Leandro Fortes, jornalista e escritor, afirma em uma entrevista para a Rede TVT que essa guerra contra as drogas serve unicamente para alimentar a corrupção e assassinar. Pois não sana as dificuldades de proteção e nem controla a entrada de drogas e armas. Assim, beneficiando apenas os verdadeiros bandidos, que são aqueles que realizam o fornecimento.

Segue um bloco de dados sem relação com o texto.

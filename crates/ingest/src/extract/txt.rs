use super::{decode_utf8, Page};

pub(super) fn extract(bytes: &[u8]) -> Vec<Page> {
    vec![Page {
        number: 1,
        text: decode_utf8(bytes).trim().to_string(),
    }]
}
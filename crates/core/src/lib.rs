pub mod chunk;
pub mod config;
pub mod document;
pub mod entity;
pub mod error;

pub use chunk::*;
pub use config::ChunkConfig;
pub use document::*;
pub use entity::*;
pub use error::*;
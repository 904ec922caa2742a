use std::path::PathBuf;

use chrono::{DateTime, Utc};
use serde::{Deserialize, Serialize};

use crate::entity::EntityReference;

/// A normalized document handed to the chunking engine.
///
/// Produced by the extraction/normalization stage; the engine borrows it
/// read-only for the duration of one `process` call.
#[derive(Debug, Clone, Serialize, Deserialize)]
pub struct Document {
    /// Stable document identifier (content-hash derived by the pipeline).
    pub id: String,
    /// Full normalized document text as a single string.
    pub text: String,
    /// Already-known entity annotations (may be empty; the engine detects
    /// entities itself when none are supplied).
    pub entities: Vec<EntityReference>,
    pub metadata: DocumentMetadata,
    pub structure: DocumentStructure,
}

/// Provenance and processing metadata for a document.
#[derive(Debug, Clone, Serialize, Deserialize)]
pub struct DocumentMetadata {
    pub source_file: PathBuf,
    /// Hex-encoded SHA-256 of the source bytes.
    pub source_hash: String,
    /// Source format: "txt", "md", "csv", "pdf".
    pub document_type: String,
    pub processed_at: DateTime<Utc>,
    pub processing_version: String,
}

/// Structural outline of a document: an ordered list of sections.
///
/// When `sections` is non-empty, chunk boundaries never cross a section
/// boundary and each chunk carries the owning section title.
#[derive(Debug, Clone, Default, Serialize, Deserialize)]
pub struct DocumentStructure {
    pub sections: Vec<Section>,
}

#[derive(Debug, Clone, Serialize, Deserialize)]
pub struct Section {
    pub title: String,
    /// Byte offset where the section's body begins, when known. Sections
    /// without an offset are located by title match.
    pub start_offset: Option<usize>,
}

impl DocumentStructure {
    pub fn is_empty(&self) -> bool {
        self.sections.is_empty()
    }
}
//! Sentence boundary detection.
//!
//! The boundary model (compiled regexes plus an abbreviation table) is
//! loaded lazily, process-wide, at most once; after the first successful
//! load it is read-only and shared by every segmenter instance and thread.
//! Failure policy: if the model cannot be built, every call fails fast
//! with `SegmenterUnavailable` — there is no silent heuristic fallback.

use std::collections::HashSet;

use once_cell::sync::OnceCell;
use regex::Regex;

use chunkmill_core::ChunkmillError;

static MODEL: OnceCell<SentenceModel> = OnceCell::new();

/// Tokens (lowercased, final dot stripped) that do not end a sentence.
const ABBREVIATIONS: &[&str] = &[
    "u.s", "u.k", "e.g", "i.e", "etc", "vs", "approx", "dr", "mr", "mrs", "ms", "prof", "jr",
    "sr", "st", "no", "fig", "inc", "ltd", "co", "dept", "est", "al",
];

/// Characters that may trail a terminal before the sentence truly ends.
const CLOSERS: &[char] = &['"', '\'', ')', ']', '\u{201d}', '\u{2019}'];

/// Characters that may open the following sentence.
const OPENERS: &[char] = &['"', '\'', '(', '[', '\u{201c}', '\u{2018}'];

/// A sentence's location in the source text, byte-offset half-open.
#[derive(Debug, Clone, Copy, PartialEq, Eq)]
pub(crate) struct SentenceSpan {
    pub start: usize,
    pub end: usize,
}

struct SentenceModel {
    terminal_re: Regex,
    paragraph_re: Regex,
    abbreviations: HashSet<&'static str>,
}

impl SentenceModel {
    fn load() -> Result<Self, ChunkmillError> {
        let terminal_re = Regex::new(r"[.!?]")
            .map_err(|e| ChunkmillError::SegmenterUnavailable(e.to_string()))?;
        let paragraph_re = Regex::new(r"\n[ \t]*\n")
            .map_err(|e| ChunkmillError::SegmenterUnavailable(e.to_string()))?;
        Ok(Self {
            terminal_re,
            paragraph_re,
            abbreviations: ABBREVIATIONS.iter().copied().collect(),
        })
    }

    /// If the terminal punctuation at byte `idx` ends a sentence, return
    /// the cut offset (one past the terminal and any closing quotes).
    fn sentence_cut(&self, text: &str, idx: usize) -> Option<usize> {
        let terminal = text[idx..].chars().next()?;

        if terminal == '.' {
            let prev = text[..idx].chars().next_back();
            let next = text[idx + 1..].chars().next();
            // Decimal numbers: "95.2%".
            if prev.is_some_and(|c| c.is_ascii_digit()) && next.is_some_and(|c| c.is_ascii_digit())
            {
                return None;
            }
            // Abbreviations and single-letter initials: "U.S.", "J. Smith".
            let token = trailing_token(&text[..idx]);
            if !token.is_empty() {
                if self.abbreviations.contains(token.to_lowercase().as_str()) {
                    return None;
                }
                if token.chars().count() == 1 && token.chars().all(|c| c.is_alphabetic()) {
                    return None;
                }
            }
        }

        // Closing quotes/brackets belong to the ending sentence.
        let mut cut = idx + terminal.len_utf8();
        for c in text[cut..].chars() {
            if CLOSERS.contains(&c) {
                cut += c.len_utf8();
            } else {
                break;
            }
        }

        if cut >= text.len() {
            return Some(cut);
        }
        if !text[cut..].chars().next().is_some_and(|c| c.is_whitespace()) {
            // Mid-token punctuation: "U.S.A", "example.com".
            return None;
        }
        match text[cut..].chars().find(|c| !c.is_whitespace()) {
            None => Some(cut),
            Some(c) if c.is_uppercase() || c.is_numeric() || OPENERS.contains(&c) => Some(cut),
            Some(_) => None,
        }
    }
}

/// The word-ish token immediately preceding `idx` (letters, digits and
/// interior dots, as in "U.S").
fn trailing_token(before: &str) -> &str {
    let start = before
        .char_indices()
        .rev()
        .take_while(|(_, c)| c.is_alphanumeric() || *c == '.')
        .last()
        .map(|(i, _)| i);
    match start {
        Some(i) => &before[i..],
        None => "",
    }
}

/// Splits text into ordered sentences.
///
/// Stateless; all instances share the one process-wide boundary model.
#[derive(Debug, Clone, Copy, Default)]
pub struct SentenceSegmenter;

impl SentenceSegmenter {
    pub fn new() -> Self {
        Self
    }

    fn model(&self) -> Result<&'static SentenceModel, ChunkmillError> {
        MODEL.get_or_try_init(SentenceModel::load)
    }

    /// Segment `text` into sentences, preserving original wording. Empty
    /// or whitespace-only input yields an empty vec. A single word with no
    /// terminal punctuation is one sentence.
    pub fn segment(&self, text: &str) -> Result<Vec<String>, ChunkmillError> {
        Ok(self
            .segment_spans(text)?
            .into_iter()
            .map(|s| text[s.start..s.end].to_string())
            .collect())
    }

    /// Like [`segment`](Self::segment) but returns byte spans into `text`,
    /// so callers can slice the original instead of copying.
    pub(crate) fn segment_spans(&self, text: &str) -> Result<Vec<SentenceSpan>, ChunkmillError> {
        let model = self.model()?;
        if text.trim().is_empty() {
            return Ok(Vec::new());
        }

        let mut cuts: Vec<usize> = Vec::new();
        for m in model.paragraph_re.find_iter(text) {
            cuts.push(m.start());
        }
        for m in model.terminal_re.find_iter(text) {
            if let Some(cut) = model.sentence_cut(text, m.start()) {
                cuts.push(cut);
            }
        }
        cuts.push(text.len());
        cuts.sort_unstable();
        cuts.dedup();

        let mut spans = Vec::new();
        let mut prev = 0;
        for cut in cuts {
            let seg = &text[prev..cut];
            let lead = seg.len() - seg.trim_start().len();
            let body = seg.trim();
            if !body.is_empty() {
                spans.push(SentenceSpan {
                    start: prev + lead,
                    end: prev + lead + body.len(),
                });
            }
            prev = cut;
        }
        Ok(spans)
    }
}
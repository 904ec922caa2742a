use thiserror::Error;

#[derive(Error, Debug)]
pub enum ChunkmillError {
    #[error("IO error: {0}")]
    Io(#[from] std::io::Error),

    #[error("invalid configuration: {0}")]
    InvalidConfig(String),

    #[error("sentence segmenter unavailable: {0}")]
    SegmenterUnavailable(String),

    #[error("chunking failed for document {document_id}: {source}")]
    ChunkingFailed {
        document_id: String,
        #[source]
        source: Box<ChunkmillError>,
    },

    #[error("serialization error: {0}")]
    Serialize(String),

    #[error("{0}")]
    Other(String),
}

impl ChunkmillError {
    /// Wrap an error as a chunking failure for the given document.
    pub fn chunking_failed(document_id: impl Into<String>, source: ChunkmillError) -> Self {
        ChunkmillError::ChunkingFailed {
            document_id: document_id.into(),
            source: Box::new(source),
        }
    }
}
//! chunkmill — extract documents and chunk them for retrieval workloads.
//!
//! One input file produces one chunked output (stdout or a file next to
//! the requested output directory). A failing input never aborts its
//! siblings; the exit code reflects whether every input succeeded.

use std::fs::File;
use std::io::{self, Write};
use std::path::{Path, PathBuf};

use anyhow::{Context, Result};
use clap::Parser;
use tracing::error;

use chunkmill_core::{config, ChunkConfig};
use chunkmill_ingest::output::{write_chunks, OutputFormat};
use chunkmill_ingest::Pipeline;

/// Document extraction and RAG chunking pipeline.
#[derive(Parser, Debug)]
#[command(name = "chunkmill", version, about)]
struct Cli {
    /// Input files (txt, md, csv, pdf).
    #[arg(required = true)]
    inputs: Vec<PathBuf>,

    /// Target maximum tokens per chunk.
    #[arg(long, env = "CHUNK_SIZE", default_value_t = ChunkConfig::DEFAULT_CHUNK_SIZE)]
    chunk_size: usize,

    /// Fraction of a chunk repeated at the start of the next, in [0, 1).
    #[arg(long, env = "CHUNK_OVERLAP_PCT", default_value_t = ChunkConfig::DEFAULT_OVERLAP_PCT)]
    overlap_pct: f64,

    /// Output format: json, jsonl, csv, md, txt.
    #[arg(long, env = "OUTPUT_FORMAT", default_value = "json")]
    format: String,

    /// Directory for output files (default: stdout).
    #[arg(long, env = "OUTPUT_DIR")]
    out_dir: Option<PathBuf>,
}

fn main() -> Result<()> {
    config::load_dotenv();
    tracing_subscriber::fmt()
        .with_env_filter(
            tracing_subscriber::EnvFilter::try_from_default_env()
                .unwrap_or_else(|_| tracing_subscriber::EnvFilter::new("info")),
        )
        .with_target(false)
        .init();

    let args = Cli::parse();
    let format: OutputFormat = args
        .format
        .parse()
        .map_err(|e: String| anyhow::anyhow!(e))?;
    let chunk_config = ChunkConfig::new(args.chunk_size, args.overlap_pct)
        .context("invalid chunking parameters")?;
    let pipeline = Pipeline::new(chunk_config);

    if let Some(dir) = &args.out_dir {
        std::fs::create_dir_all(dir)
            .with_context(|| format!("failed to create output directory {}", dir.display()))?;
    }

    let mut failures = 0usize;
    for input in &args.inputs {
        match pipeline.process_file(input) {
            Ok(doc) => {
                if let Err(e) = emit(&args, format, input, &doc) {
                    error!(file = %input.display(), error = %e, "failed to write output");
                    failures += 1;
                }
            }
            Err(e) => {
                error!(file = %input.display(), error = %e, "failed to process");
                failures += 1;
            }
        }
    }

    if failures > 0 {
        anyhow::bail!("{failures} of {} input(s) failed", args.inputs.len());
    }
    Ok(())
}

fn emit(
    args: &Cli,
    format: OutputFormat,
    input: &Path,
    doc: &chunkmill_ingest::ChunkedDocument,
) -> Result<()> {
    match &args.out_dir {
        Some(dir) => {
            let stem = input
                .file_stem()
                .and_then(|s| s.to_str())
                .unwrap_or("output");
            let path = dir.join(format!("{stem}.chunks.{}", format.extension()));
            let mut file = File::create(&path)
                .with_context(|| format!("failed to create {}", path.display()))?;
            write_chunks(format, doc, &mut file)?;
            Ok(())
        }
        None => {
            let stdout = io::stdout();
            let mut lock = stdout.lock();
            write_chunks(format, doc, &mut lock)?;
            lock.flush()?;
            Ok(())
        }
    }
}
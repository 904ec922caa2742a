//! Chunk serializers. All on-disk encoding, escaping and file naming
//! lives here; the chunking core never touches the filesystem.

mod csv;
mod json;
mod markdown;
mod txt;

use std::io::Write;
use std::str::FromStr;

use thiserror::Error;

use crate::pipeline::ChunkedDocument;

#[derive(Debug, Error)]
pub enum OutputError {
    #[error("IO error: {0}")]
    Io(#[from] std::io::Error),
    #[error("JSON serialization failed: {0}")]
    Json(#[from] serde_json::Error),
}

#[derive(Debug, Clone, Copy, PartialEq, Eq)]
pub enum OutputFormat {
    Json,
    Jsonl,
    Csv,
    Markdown,
    Txt,
}

impl OutputFormat {
    pub fn extension(&self) -> &'static str {
        match self {
            OutputFormat::Json => "json",
            OutputFormat::Jsonl => "jsonl",
            OutputFormat::Csv => "csv",
            OutputFormat::Markdown => "md",
            OutputFormat::Txt => "txt",
        }
    }
}

impl FromStr for OutputFormat {
    type Err = String;

    fn from_str(s: &str) -> Result<Self, Self::Err> {
        match s.to_lowercase().as_str() {
            "json" => Ok(OutputFormat::Json),
            "jsonl" | "ndjson" => Ok(OutputFormat::Jsonl),
            "csv" => Ok(OutputFormat::Csv),
            "md" | "markdown" => Ok(OutputFormat::Markdown),
            "txt" | "text" => Ok(OutputFormat::Txt),
            other => Err(format!("unknown output format: {other}")),
        }
    }
}

/// Serialize a chunked document to `w` in the requested format.
pub fn write_chunks(
    format: OutputFormat,
    doc: &ChunkedDocument,
    w: &mut dyn Write,
) -> Result<(), OutputError> {
    match format {
        OutputFormat::Json => json::write_pretty(doc, w),
        OutputFormat::Jsonl => json::write_lines(doc, w),
        OutputFormat::Csv => csv::write(doc, w),
        OutputFormat::Markdown => markdown::write(doc, w),
        OutputFormat::Txt => txt::write(doc, w),
    }
}

#[cfg(test)]
pub(crate) mod test_support {
    use std::path::PathBuf;

    use chrono::Utc;
    use chunkmill_core::{ChunkConfig, Document, DocumentMetadata, DocumentStructure};

    use crate::chunker::{ChunkingEngine, EntityPreserver};
    use crate::pipeline::ChunkedDocument;

    /// Chunk a small fixture text through the real engine.
    pub(crate) fn chunked_fixture(text: &str) -> ChunkedDocument {
        let preserver = EntityPreserver::new();
        let entities = preserver.detect_entities(text);
        let relationships = preserver.detect_entity_relationships(text, &entities);
        let doc = Document {
            id: "doc_fixture".to_string(),
            text: text.to_string(),
            entities,
            metadata: DocumentMetadata {
                source_file: PathBuf::from("fixture.txt"),
                source_hash: "cafe".to_string(),
                document_type: "txt".to_string(),
                processed_at: Utc::now(),
                processing_version: "0.1.0".to_string(),
            },
            structure: DocumentStructure::default(),
        };
        let engine = ChunkingEngine::new(ChunkConfig::new(16, 0.0).unwrap());
        let chunks = engine.process(&doc).unwrap();
        ChunkedDocument {
            document_id: doc.id,
            source_file: doc.metadata.source_file,
            document_type: doc.metadata.document_type,
            chunk_count: chunks.len(),
            relationships,
            chunks,
        }
    }
}
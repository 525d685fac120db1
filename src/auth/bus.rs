//! In-process notifications for authentication state changes.
//!
//! The bus carries no payload: listeners re-read the session store, which is
//! always committed before `publish()` runs.
//!
//! The bus is owned by whoever wires the application together and handed to
//! the components that need it. Clones share the same registry.

use parking_lot::Mutex;
use std::any::Any;
use std::fmt;
use std::panic::{catch_unwind, AssertUnwindSafe};
use std::sync::{Arc, Weak};

/// A registered callback.
pub type AuthListener = Arc<dyn Fn() + Send + Sync>;

#[derive(Default)]
struct Registry {
    next_id: u64,
    listeners: Vec<(u64, AuthListener)>,
}

/// Outcome of one [`AuthStateBus::publish`] call.
#[derive(Debug, Default, Clone, Copy, PartialEq, Eq)]
pub struct PublishReport {
    pub delivered: usize,
    pub failed: usize,
}

#[derive(Clone, Default)]
pub struct AuthStateBus {
    registry: Arc<Mutex<Registry>>,
}

impl AuthStateBus {
    pub fn new() -> Self {
        Self::default()
    }

    /// Register a callback. Keep the returned handle and call
    /// [`Subscription::unsubscribe`] on teardown.
    pub fn subscribe<F>(&self, listener: F) -> Subscription
    where
        F: Fn() + Send + Sync + 'static,
    {
        self.subscribe_shared(Arc::new(listener))
    }

    /// Register an existing callback. Registering the same `Arc` twice yields
    /// two entries, each removed only by its own handle.
    pub fn subscribe_shared(&self, listener: AuthListener) -> Subscription {
        let mut registry = self.registry.lock();
        let id = registry.next_id;
        registry.next_id += 1;
        registry.listeners.push((id, listener));
        Subscription {
            id,
            registry: Arc::downgrade(&self.registry),
        }
    }

    /// Call every listener in registration order on the current thread.
    ///
    /// Listeners run against a snapshot taken on entry; (un)subscribing from
    /// inside a listener affects the next publish. A panicking listener is
    /// logged and counted, and the remaining listeners still run.
    pub fn publish(&self) -> PublishReport {
        let snapshot: Vec<AuthListener> = self
            .registry
            .lock()
            .listeners
            .iter()
            .map(|(_, listener)| Arc::clone(listener))
            .collect();

        let mut report = PublishReport::default();
        for (index, listener) in snapshot.iter().enumerate() {
            match catch_unwind(AssertUnwindSafe(|| listener())) {
                Ok(()) => report.delivered += 1,
                Err(panic) => {
                    report.failed += 1;
                    tracing::warn!(
                        listener = index,
                        "Auth state listener panicked: {}",
                        panic_message(panic.as_ref())
                    );
                }
            }
        }
        tracing::debug!(
            delivered = report.delivered,
            failed = report.failed,
            "Auth state change published"
        );
        report
    }

    pub fn subscriber_count(&self) -> usize {
        self.registry.lock().listeners.len()
    }
}

impl fmt::Debug for AuthStateBus {
    fn fmt(&self, f: &mut fmt::Formatter<'_>) -> fmt::Result {
        f.debug_struct("AuthStateBus")
            .field("subscribers", &self.subscriber_count())
            .finish()
    }
}

fn panic_message(panic: &(dyn Any + Send)) -> String {
    if let Some(msg) = panic.downcast_ref::<&str>() {
        (*msg).to_string()
    } else if let Some(msg) = panic.downcast_ref::<String>() {
        msg.clone()
    } else {
        "non-string panic payload".to_string()
    }
}

/// Handle for one registration. Dropping it does not unsubscribe.
#[must_use = "dropping a Subscription leaves the listener registered; call unsubscribe()"]
#[derive(Debug)]
pub struct Subscription {
    id: u64,
    registry: Weak<Mutex<Registry>>,
}

impl Subscription {
    /// Remove this registration. Returns `false` if the bus is gone.
    pub fn unsubscribe(self) -> bool {
        let Some(registry) = self.registry.upgrade() else {
            return false;
        };
        let mut registry = registry.lock();
        let before = registry.listeners.len();
        registry.listeners.retain(|(id, _)| *id != self.id);
        registry.listeners.len() != before
    }
}
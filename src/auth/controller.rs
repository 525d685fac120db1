//! Session orchestration for the partner application.
//!
//! ## Startup
//! 1. `?logout=true` → clear the store, bounce to the identity authority with
//!    the logout flag, stop.
//! 2. `?token=<blob>` → decrypt; on success persist, strip the parameter,
//!    publish. Cipher failures are logged and treated as "no token".
//! 3. Otherwise use the stored token, or send the user to log in.
//!
//! ## States
//! `Uninitialized → Initializing → {Authenticated, Unauthenticated}`, and
//! `logout()` passes through `LoggingOut` back to `Unauthenticated`.
//!
//! Authentication is never cached: `is_authenticated()` asks the store every
//! time.

use super::bus::AuthStateBus;
use super::carrier;
use super::login::{LoginClient, LoginError, LoginSuccess};
use super::navigator::Navigator;
use super::store::SessionStore;
use super::token::Token;
use crate::config::Config;
use crate::security::{CipherError, EncodedBlob, HandoffCipher};
use parking_lot::Mutex;
use std::sync::Arc;

#[derive(Debug, Clone, Copy, PartialEq, Eq)]
pub enum SessionPhase {
    Uninitialized,
    Initializing,
    Authenticated,
    Unauthenticated,
    LoggingOut,
}

/// Where the session token came from at startup.
#[derive(Debug, Clone, Copy, PartialEq, Eq)]
pub enum TokenSource {
    /// Decrypted from the `token` query parameter.
    Handoff,
    /// Already in the session store.
    Stored,
}

/// Result of [`AuthSessionController::start`].
#[derive(Debug, Clone, PartialEq, Eq)]
pub enum StartupOutcome {
    Authenticated { source: TokenSource },
    /// No usable token; the user was sent to the identity authority.
    LoginRequired { redirect: String },
    /// The identity authority asked for a logout; the user was sent back.
    LoggedOut { redirect: String },
}

impl StartupOutcome {
    pub fn is_authenticated(&self) -> bool {
        matches!(self, StartupOutcome::Authenticated { .. })
    }
}

pub struct AuthSessionController {
    cipher: HandoffCipher,
    store: Arc<dyn SessionStore>,
    bus: AuthStateBus,
    navigator: Arc<dyn Navigator>,
    login_client: LoginClient,
    identity_origin: String,
    auth_header: String,
    revoke_on_logout: bool,
    phase: Mutex<SessionPhase>,
}

impl AuthSessionController {
    /// Wire a controller from validated config and its collaborators.
    pub fn new(
        config: &Config,
        store: Arc<dyn SessionStore>,
        bus: AuthStateBus,
        navigator: Arc<dyn Navigator>,
    ) -> anyhow::Result<Self> {
        config.validate()?;
        Ok(Self {
            cipher: HandoffCipher::new(config.handoff.passphrase.clone()),
            store,
            bus,
            navigator,
            login_client: LoginClient::new(&config.api)?,
            identity_origin: config.identity.origin.clone(),
            auth_header: config.api.auth_header.clone(),
            revoke_on_logout: config.session.revoke_on_logout,
            phase: Mutex::new(SessionPhase::Uninitialized),
        })
    }

    // ── Query surface ───────────────────────────────────────────

    pub fn phase(&self) -> SessionPhase {
        *self.phase.lock()
    }

    pub fn bus(&self) -> &AuthStateBus {
        &self.bus
    }

    pub fn store(&self) -> &dyn SessionStore {
        self.store.as_ref()
    }

    pub fn token(&self) -> Option<Token> {
        self.store.get()
    }

    pub fn is_authenticated(&self) -> bool {
        self.token().is_some()
    }

    /// `(header name, "Bearer <token>")` for the current token.
    pub fn authorization_header(&self) -> Option<(String, String)> {
        self.token()
            .map(|token| (self.auth_header.clone(), token.bearer()))
    }

    fn set_phase(&self, next: SessionPhase) {
        let mut phase = self.phase.lock();
        let previous = *phase;
        if previous != next {
            tracing::info!(from = ?previous, to = ?next, "Session phase changed");
            *phase = next;
        }
    }

    // ── Startup ─────────────────────────────────────────────────

    /// Run the startup sequence against the navigator's current location.
    pub async fn start(&self) -> StartupOutcome {
        self.set_phase(SessionPhase::Initializing);
        let location = self.navigator.location();

        if carrier::is_logout_request(&location.search()) {
            tracing::info!("Logout requested by the identity authority");
            self.store.clear();
            self.set_phase(SessionPhase::Unauthenticated);
            let redirect = carrier::build_logout_url(&self.identity_origin);
            self.navigator.redirect(&redirect);
            return StartupOutcome::LoggedOut { redirect };
        }

        if let Some(blob) = carrier::extract_from_location(&location.search()) {
            match self.decrypt_handoff(blob).await {
                Some(token) => {
                    self.store.set(&token);
                    carrier::strip_token_from_current_url(self.navigator.as_ref());
                    self.set_phase(SessionPhase::Authenticated);
                    self.bus.publish();
                    return StartupOutcome::Authenticated {
                        source: TokenSource::Handoff,
                    };
                }
                None => {
                    carrier::strip_token_from_current_url(self.navigator.as_ref());
                }
            }
        }

        if self.store.get().is_some() {
            self.set_phase(SessionPhase::Authenticated);
            return StartupOutcome::Authenticated {
                source: TokenSource::Stored,
            };
        }

        self.set_phase(SessionPhase::Unauthenticated);
        let redirect = carrier::login_redirect_url(&self.identity_origin);
        tracing::info!("No valid authentication token found, login required");
        self.navigator.redirect(&redirect);
        StartupOutcome::LoginRequired { redirect }
    }

    /// Decrypt off the async thread when a Tokio runtime is available, inline
    /// otherwise. Any failure means "no token".
    async fn decrypt_handoff(&self, blob: EncodedBlob) -> Option<Token> {
        let decrypted = match tokio::runtime::Handle::try_current() {
            Ok(handle) => {
                let cipher = self.cipher.clone();
                match handle.spawn_blocking(move || cipher.decrypt(&blob)).await {
                    Ok(result) => result,
                    Err(e) => {
                        tracing::warn!("Handoff decryption task failed: {e}");
                        return None;
                    }
                }
            }
            Err(_) => self.cipher.decrypt(&blob),
        };

        match decrypted {
            Ok(plaintext) => {
                let token = Token::new(plaintext);
                if token.is_none() {
                    tracing::warn!("Handoff token decrypted to an empty value, ignoring it");
                }
                token
            }
            Err(e) if e.is_input_error() => {
                tracing::warn!("Ignoring handoff token: {e}");
                None
            }
            Err(e) => {
                tracing::error!("Handoff cipher unavailable, ignoring token: {e}");
                None
            }
        }
    }

    // ── Explicit actions ────────────────────────────────────────

    /// Email/password login. On success the token is stored and listeners
    /// are notified; on failure the structured error goes to the caller.
    pub async fn login(&self, email: &str, password: &str) -> Result<LoginSuccess, LoginError> {
        let success = match self.login_client.login(email, password).await {
            Ok(success) => success,
            Err(e) => {
                tracing::warn!(status = ?e.status(), transport = e.is_transport(), "Login failed: {e}");
                return Err(e);
            }
        };

        self.store.set(&success.token);
        self.set_phase(SessionPhase::Authenticated);
        self.bus.publish();
        Ok(success)
    }

    /// Clear the session, notify listeners and bounce to the identity
    /// authority with `logout=true`. Safe to call repeatedly. Returns the
    /// redirect target.
    pub async fn logout(&self) -> String {
        self.set_phase(SessionPhase::LoggingOut);

        if self.revoke_on_logout {
            if let Some(token) = self.store.get() {
                if let Err(e) = self.login_client.logout(&token).await {
                    tracing::warn!("Remote logout failed, clearing local session anyway: {e}");
                }
            }
        }

        self.store.clear();
        self.set_phase(SessionPhase::Unauthenticated);
        self.bus.publish();

        let redirect = carrier::build_logout_url(&self.identity_origin);
        self.navigator.redirect(&redirect);
        redirect
    }

    /// A protected call answered 401. No retry: the session is over.
    pub async fn handle_session_expired(&self) -> String {
        tracing::warn!("Session expired (HTTP 401), forcing logout");
        self.logout().await
    }

    /// Issuing side: encrypt `token` into a handoff URL for `target_origin`.
    pub fn issue_handoff_url(&self, target_origin: &str, token: &Token) -> Result<String, CipherError> {
        carrier::secure_redirect_url(&self.cipher, target_origin, token)
    }
}
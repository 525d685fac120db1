//! Secure session handoff between an identity authority and a partner
//! application.
//!
//! The identity authority encrypts a bearer token into `?token=<blob>` and
//! redirects; the partner side decrypts it, persists it and uses it for API
//! calls until logout or a 401.

pub mod auth;
pub mod config;
pub mod security;

pub use auth::{AuthSessionController, AuthStateBus, SessionStore, Token};
pub use config::Config;
pub use security::{CipherError, EncodedBlob, HandoffCipher};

A revista Ocas” não apoia e nem compactua com o crime, pelo contrário. Posiciona-se criticamente ao abuso de poder, na discriminação e no massacre pela parte das Polícias e do Estado. Mas, principalmente, é contra essa lógica que visa eliminar os pobres e pretos e vê-los somente como seres marginalizados. Com certeza a criminalidade deve ser interrompida, mas com medidas e políticas de segurança pública, aliada ao respeito aos Direitos Humanos, além da reformulação do modelo de policiamento. Pois, as condições como são desempenhadas tais operações as tornam letais e desorganizadas, colocando em risco a vida dos moradores e deixando sequelas irreparáveis.


Luto e solidariedade aos falecidos e as suas famílias.